• **ACTIVITY**
Type each record below again, with the same words.

*** Opening DATA SHOWN ***

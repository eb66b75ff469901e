//! Key-Value Slots
//!
//! The abstract storage seam the document store writes through.
//! Implementations can use files, memory, browser storage, etc.

use std::collections::HashMap;
use std::io::ErrorKind;
use std::path::{Path, PathBuf};

use async_trait::async_trait;
use tokio::sync::Mutex;

use crate::domain::{DomainError, DomainResult};

/// Durable string slots addressed by key
#[async_trait]
pub trait KeyValueSlot: Send + Sync {
    /// Stored value, or `None` if the key was never written
    async fn read(&self, key: &str) -> DomainResult<Option<String>>;

    /// Replace the value stored under `key`
    async fn write(&self, key: &str, value: &str) -> DomainResult<()>;

    /// Copy the value under `from` to `to` as stored, even if it does not
    /// read back as text
    async fn copy(&self, from: &str, to: &str) -> DomainResult<()> {
        let value = self
            .read(from)
            .await?
            .ok_or_else(|| DomainError::NotFound(format!("storage key {}", from)))?;
        self.write(to, &value).await
    }
}

/// One JSON file per key inside a directory
pub struct FileSlot {
    dir: PathBuf,
}

impl FileSlot {
    pub fn new(dir: impl Into<PathBuf>) -> Self {
        Self { dir: dir.into() }
    }

    pub fn dir(&self) -> &Path {
        &self.dir
    }

    fn path_for(&self, key: &str) -> DomainResult<PathBuf> {
        let valid = !key.is_empty()
            && key
                .chars()
                .all(|c| c.is_ascii_alphanumeric() || matches!(c, '-' | '_' | '.'))
            && !key.starts_with('.');
        if !valid {
            return Err(DomainError::Validation(format!("unusable storage key {:?}", key)));
        }
        Ok(self.dir.join(format!("{}.json", key)))
    }

    async fn ensure_dir(&self) -> DomainResult<()> {
        tokio::fs::create_dir_all(&self.dir)
            .await
            .map_err(|e| DomainError::Storage(format!("create {}: {}", self.dir.display(), e)))
    }

    /// Swap a fully written staging file into place
    async fn commit_staged(staging: &Path, path: &Path) -> DomainResult<()> {
        if let Err(e) = tokio::fs::rename(staging, path).await {
            let _ = tokio::fs::remove_file(staging).await;
            return Err(DomainError::Storage(format!("rename {}: {}", path.display(), e)));
        }
        Ok(())
    }
}

#[async_trait]
impl KeyValueSlot for FileSlot {
    async fn read(&self, key: &str) -> DomainResult<Option<String>> {
        let path = self.path_for(key)?;
        let bytes = match tokio::fs::read(&path).await {
            Ok(bytes) => bytes,
            Err(e) if e.kind() == ErrorKind::NotFound => return Ok(None),
            Err(e) => return Err(DomainError::Storage(format!("read {}: {}", path.display(), e))),
        };
        String::from_utf8(bytes)
            .map(Some)
            .map_err(|e| DomainError::Corrupt(format!("{}: {}", path.display(), e)))
    }

    async fn write(&self, key: &str, value: &str) -> DomainResult<()> {
        let path = self.path_for(key)?;
        self.ensure_dir().await?;

        // Write beside the target, then swap it in
        let staging = path.with_extension("json.tmp");
        if let Err(e) = tokio::fs::write(&staging, value).await {
            let _ = tokio::fs::remove_file(&staging).await;
            return Err(DomainError::Storage(format!("write {}: {}", staging.display(), e)));
        }
        Self::commit_staged(&staging, &path).await
    }

    async fn copy(&self, from: &str, to: &str) -> DomainResult<()> {
        let source = self.path_for(from)?;
        let path = self.path_for(to)?;
        self.ensure_dir().await?;

        let staging = path.with_extension("json.tmp");
        if let Err(e) = tokio::fs::copy(&source, &staging).await {
            let _ = tokio::fs::remove_file(&staging).await;
            return Err(DomainError::Storage(format!("copy {}: {}", source.display(), e)));
        }
        Self::commit_staged(&staging, &path).await
    }
}

/// In-process slot, for tests and shells without durable storage
#[derive(Default)]
pub struct MemorySlot {
    entries: Mutex<HashMap<String, String>>,
}

impl MemorySlot {
    pub fn new() -> Self {
        Self::default()
    }

    pub fn with_entry(key: &str, value: &str) -> Self {
        let mut entries = HashMap::new();
        entries.insert(key.to_string(), value.to_string());
        Self {
            entries: Mutex::new(entries),
        }
    }
}

#[async_trait]
impl KeyValueSlot for MemorySlot {
    async fn read(&self, key: &str) -> DomainResult<Option<String>> {
        Ok(self.entries.lock().await.get(key).cloned())
    }

    async fn write(&self, key: &str, value: &str) -> DomainResult<()> {
        self.entries.lock().await.insert(key.to_string(), value.to_string());
        Ok(())
    }
}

*** Closing DATA SHOWN ***

• **ANSWER SECTION**
repository eb66b75ff469901e
//! Key-Value Slots
//!
//! The abstract storage seam the document store writes through.
//! Implementations can use files, memory, browser storage, etc.

use std::collections::HashMap;
use std::io::ErrorKind;
use std::path::{Path, PathBuf};

use async_trait::async_trait;
use tokio::sync::Mutex;

use crate::domain::{DomainError, DomainResult};

/// Durable string slots addressed by key
#[async_trait]
pub trait KeyValueSlot: Send + Sync {
    /// Stored value, or `None` if the key was never written
    async fn read(&self, key: &str) -> DomainResult<Option<String>>;

    /// Replace the value stored under `key`
    async fn write(&self, key: &str, value: &str) -> DomainResult<()>;

    /// Copy the value under `from` to `to` as stored, even if it does not
    /// read back as text
    async fn copy(&self, from: &str, to: &str) -> DomainResult<()> {
        let value = self
            .read(from)
            .await?
            .ok_or_else(|| DomainError::NotFound(format!("storage key {}", from)))?;
        self.write(to, &value).await
    }
}

/// One JSON file per key inside a directory
pub struct FileSlot {
    dir: PathBuf,
}

impl FileSlot {
    pub fn new(dir: impl Into<PathBuf>) -> Self {
        Self { dir: dir.into() }
    }

    pub fn dir(&self) -> &Path {
        &self.dir
    }

    fn path_for(&self, key: &str) -> DomainResult<PathBuf> {
        let valid = !key.is_empty()
            && key
                .chars()
                .all(|c| c.is_ascii_alphanumeric() || matches!(c, '-' | '_' | '.'))
            && !key.starts_with('.');
        if !valid {
            return Err(DomainError::Validation(format!("unusable storage key {:?}", key)));
        }
        Ok(self.dir.join(format!("{}.json", key)))
    }

    async fn ensure_dir(&self) -> DomainResult<()> {
        tokio::fs::create_dir_all(&self.dir)
            .await
            .map_err(|e| DomainError::Storage(format!("create {}: {}", self.dir.display(), e)))
    }

    /// Swap a fully written staging file into place
    async fn commit_staged(staging: &Path, path: &Path) -> DomainResult<()> {
        if let Err(e) = tokio::fs::rename(staging, path).await {
            let _ = tokio::fs::remove_file(staging).await;
            return Err(DomainError::Storage(format!("rename {}: {}", path.display(), e)));
        }
        Ok(())
    }
}

#[async_trait]
impl KeyValueSlot for FileSlot {
    async fn read(&self, key: &str) -> DomainResult<Option<String>> {
        let path = self.path_for(key)?;
        let bytes = match tokio::fs::read(&path).await {
            Ok(bytes) => bytes,
            Err(e) if e.kind() == ErrorKind::NotFound => return Ok(None),
            Err(e) => return Err(DomainError::Storage(format!("read {}: {}", path.display(), e))),
        };
        String::from_utf8(bytes)
            .map(Some)
            .map_err(|e| DomainError::Corrupt(format!("{}: {}", path.display(), e)))
    }

    async fn write(&self, key: &str, value: &str) -> DomainResult<()> {
        let path = self.path_for(key)?;
        self.ensure_dir().await?;

        // Write beside the target, then swap it in
        let staging = path.with_extension("json.tmp");
        if let Err(e) = tokio::fs::write(&staging, value).await {
            let _ = tokio::fs::remove_file(&staging).await;
            return Err(DomainError::Storage(format!("write {}: {}", staging.display(), e)));
        }
        Self::commit_staged(&staging, &path).await
    }

    async fn copy(&self, from: &str, to: &str) -> DomainResult<()> {
        let source = self.path_for(from)?;
        let path = self.path_for(to)?;
        self.ensure_dir().await?;

        let staging = path.with_extension("json.tmp");
        if let Err(e) = tokio::fs::copy(&source, &staging).await {
            let _ = tokio::fs::remove_file(&staging).await;
            return Err(DomainError::Storage(format!("copy {}: {}", source.display(), e)));
        }
        Self::commit_staged(&staging, &path).await
    }
}

/// In-process slot, for tests and shells without durable storage
#[derive(Default)]
pub struct MemorySlot {
    entries: Mutex<HashMap<String, String>>,
}

impl MemorySlot {
    pub fn new() -> Self {
        Self::default()
    }

    pub fn with_entry(key: &str, value: &str) -> Self {
        let mut entries = HashMap::new();
        entries.insert(key.to_string(), value.to_string());
        Self {
            entries: Mutex::new(entries),
        }
    }
}

#[async_trait]
impl KeyValueSlot for MemorySlot {
    async fn read(&self, key: &str) -> DomainResult<Option<String>> {
        Ok(self.entries.lock().await.get(key).cloned())
    }

    async fn write(&self, key: &str, value: &str) -> DomainResult<()> {
        self.entries.lock().await.insert(key.to_string(), value.to_string());
        Ok(())
    }
}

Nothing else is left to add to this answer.